The 2009 FIFA Confederations Cup final was an association football match that took place on 28 June 2009 to determine the winners of the 2009 FIFA Confederations Cup. It was played at Ellis Park Stadium in Johannesburg, South Africa, and was contested by the United States and Brazil. The United States, playing in their first major men's tournament final, took a 2–0 lead in the first half, but Brazil scored three unanswered goals after half-time to win 3–2.

The United States and Brazil qualified for the tournament as winners of their respective continents in 2007 and were drawn into Group B alongside African champions Egypt and reigning World Cup champions Italy. Brazil comfortably qualified for the knockout round by winning all three of their matches, including a 3–0 victory over the United States, while the Americans finished second in the group on the goals scored tiebreaker ahead of Italy. The United States upset European champions Spain in the semi-finals with a 2–0 victory, while Brazil defeated hosts South Africa 1–0 in the other semi-final fixture.

The match drew a television audience of 3.9 million viewers in the United States, surpassing the record for a non-World Cup fixture. The U.S. team would go on to play in the 2009 CONCACAF Gold Cup, where they were given a special exemption to roster size limits to prevent player fatigue, and reached the tournament's final before losing to Mexico. Both finalists made it to the knockout stage of the 2010 FIFA World Cup, but Brazil were eliminated in the quarter-finals and the United States exited in the Round of 16. Brazil went on to win the next edition of the Confederations Cup, which it hosted.

==Route to the final==

The FIFA Confederations Cup was a quadrennial international competition between eight men's national teams who had won the respective championships of the six continental confederations, along with the host country and the reigning FIFA World Cup champion. The finalists of the 2009 Confederations Cup, the United States and Brazil, had previously met thirteen times, including at the Confederations Cup group stage in 1999 and 2003 and in the knockout stage of the 1994 World Cup. Brazil won twelve of the fixtures, while the sole U.S. victory over Brazil came in the semi-finals of the 1998 CONCACAF Gold Cup, in which the American goalkeeper Kasey Keller made several saves to keep the score at 1–0.

The United States qualified for their fourth stint in the competition after winning the 2007 CONCACAF Gold Cup, while Brazil's victory in the 2007 Copa América granted them a sixth berth in the Confederations Cup. Brazil had also previously won the Confederations Cup on two occasions, in 1997 and 2005, while the United States were appearing in their first final in a senior men's competition outside of their home region. Both teams were drawn into Group B of the Confederations Cup, alongside African champions Egypt and reigning World Cup champions Italy.

===Group stage===

Brazil began their defence of the Confederations Cup title by playing Egypt in Bloemfontein.

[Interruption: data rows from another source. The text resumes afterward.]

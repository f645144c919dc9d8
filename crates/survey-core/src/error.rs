//! Errors surfaced by the planner.

use thiserror::Error;

/// Fatal planning failures.
///
/// Only resource limits are reported this way. Degenerate boundaries, greedy
/// under-coverage and unreachable connectors all degrade to a best-effort result.
#[derive(Debug, Clone, PartialEq, Eq, Error)]
pub enum PlanningError {
    #[error("grid too large ({width} x {height}); increase spacing to reduce resolution")]
    GridTooLarge { width: usize, height: usize },
}

pub type Result<T> = std::result::Result<T, PlanningError>;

Kaká opened the scoring in the fifth minute with a series of controlled chips past three defenders, but Egypt's Mohamed Zidan scored an equaliser four minutes later on a header. Brazil regained and extended the lead by half-time through two headed goals by Luís Fabiano in the 11th minute, finishing a free kick taken by Elano, and by Juan in the 37th minute from a corner kick. Egyptian midfielder Mohamed Shawky scored from outside the box in the 54th minute and was followed a minute later by a second goal for Zidan, levelling the score at 3–3. The match remained tied until a handball in the box by substitute Ahmed Elmohamady led to a penalty kick, which was converted in the 90th minute by Kaká to win the match for Brazil.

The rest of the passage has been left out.